We believe the central problem in applied AI is no longer whether a model can produce a plausible answer. It can. The central problem is whether the answer can be trusted by a professional whose name, and liability, are attached to it — and trust is a different kind of problem, requiring a different kind of system.

From capability to trust

For most of the past decade, progress in AI was measured in capability — what a model could do that it previously could not. That race is largely won. The binding constraint on deploying AI in consequential work is now trust: whether an output is defensible, whether its reasoning can be audited, and whether the person relying on it can answer for it. Capability is settled in the aggregate; trust is demanded one document at a time.

This is an architectural question, not a prompt-engineering one. Solving it requires treating AI as coordinated collections of specialized agents that reason in concert, challenge one another, and converge on verified output — rather than as single monolithic models that reason in private. That is the tradition of research the firm is built on.

You cannot audit yourself

The instinct is to ask a model to check its own work. But a system that produces an answer is the worst-placed to catch its own errors, because it shares its own blind spots — it is being asked to find precisely the mistakes it was disposed to make. This is why no serious institution lets the same party both perform a task and certify it. The auditor is independent of the company; the certificate authority is independent of the website. Trust cannot be extracted from inside the system that generated the answer. It has to come from somewhere independent of it — a distinct verification layer, sitting between the systems that generate work and the people who rely on it.

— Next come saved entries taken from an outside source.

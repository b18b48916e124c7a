//! HTTP host subsystem.
//!
//! # Data Flow
//! ```text
//! TCP connection
//!     → server.rs (Axum setup, middleware)
//!     → request.rs (request ID, tracing span)
//!     → handlers.rs (POST /login, GET /health)
//!     → response.rs (LoginError → status code)
//!     → Send to client
//! ```

pub mod handlers;
pub mod request;
pub mod response;
pub mod server;

pub use handlers::{AppState, LoginRequest, LoginResponse};
pub use request::X_REQUEST_ID;
pub use server::HttpServer;
//! Metrics collection and exposition.
//!
//! # Metrics
//! - `auth_login_attempts_total` (counter): login outcomes by `outcome`
//! - `circuit_breaker_state` (gauge): 0=closed, 1=half-open, 2=open
//! - `circuit_breaker_transitions_total` (counter): transitions by breaker and target state
//! - `users_api_request_duration_seconds` (histogram): users API latency by status
//!
//! # Design Decisions
//! - Recording is a no-op until an exporter is installed
//! - Prometheus exporter is optional and served on its own address

use std::net::SocketAddr;
use std::time::Instant;

use metrics_exporter_prometheus::PrometheusBuilder;

use crate::resilience::state::CircuitState;

/// Start the Prometheus scrape endpoint. Must run inside the Tokio runtime.
pub fn init_metrics(addr: SocketAddr) {
    match PrometheusBuilder::new().with_http_listener(addr).install() {
        Ok(()) => tracing::info!(address = %addr, "Metrics endpoint started"),
        Err(e) => tracing::error!(address = %addr, error = %e, "Failed to start metrics endpoint"),
    }
}

pub fn record_login(outcome: &'static str) {
    ::metrics::counter!("auth_login_attempts_total", "outcome" => outcome).increment(1);
}

pub fn record_breaker_state(breaker: &str, state: CircuitState) {
    ::metrics::gauge!("circuit_breaker_state", "breaker" => breaker.to_string()).set(state.as_gauge());
}

pub fn record_breaker_transition(breaker: &str, to: CircuitState) {
    ::metrics::counter!(
        "circuit_breaker_transitions_total",
        "breaker" => breaker.to_string(),
        "to" => to.as_str()
    )
    .increment(1);
    record_breaker_state(breaker, to);
}

pub fn record_users_api_request(status: u16, start_time: Instant) {
    ::metrics::histogram!(
        "users_api_request_duration_seconds",
        "status" => status.to_string()
    )
    .record(start_time.elapsed().as_secs_f64());
}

Legal as the proving ground

This bottleneck is felt first, and most sharply, in law. A model can draft a complex agreement in minutes, but a partner cannot rely on it until someone has verified that it says what it must and omits nothing that matters — and in a major transaction, a single missing clause is not a one-percent error; it can be the whole deal. High-stakes legal work concentrates value in the last few percent of accuracy, carries real liability, and is governed by standards of care that long predate AI. It is the setting that most demands independent verification, and the setting where rigor most compounds in value. So it is where we begin.

A synthesis rarely combined in one practice

Our approach draws on disciplines rarely combined in one practice: game theory for reasoning about agents whose incentives diverge, information theory for quantifying what a system actually knows versus what it asserts, optimization for the mathematics of convergence under adversarial pressure, organizational science for how decisions are actually reviewed inside institutions, and AI itself at production scale. Each alone is common. Together, they are the foundation for what trustworthy AI in consequential settings requires.

What we are not

We are not a consultancy selling hours. We are not a generative AI platform racing to ship features. We are a small, research-led firm building a specific kind of system — independent verification for AI-generated work — for the settings that most demand it, beginning with law. We write about that work on our Insights page as it matures.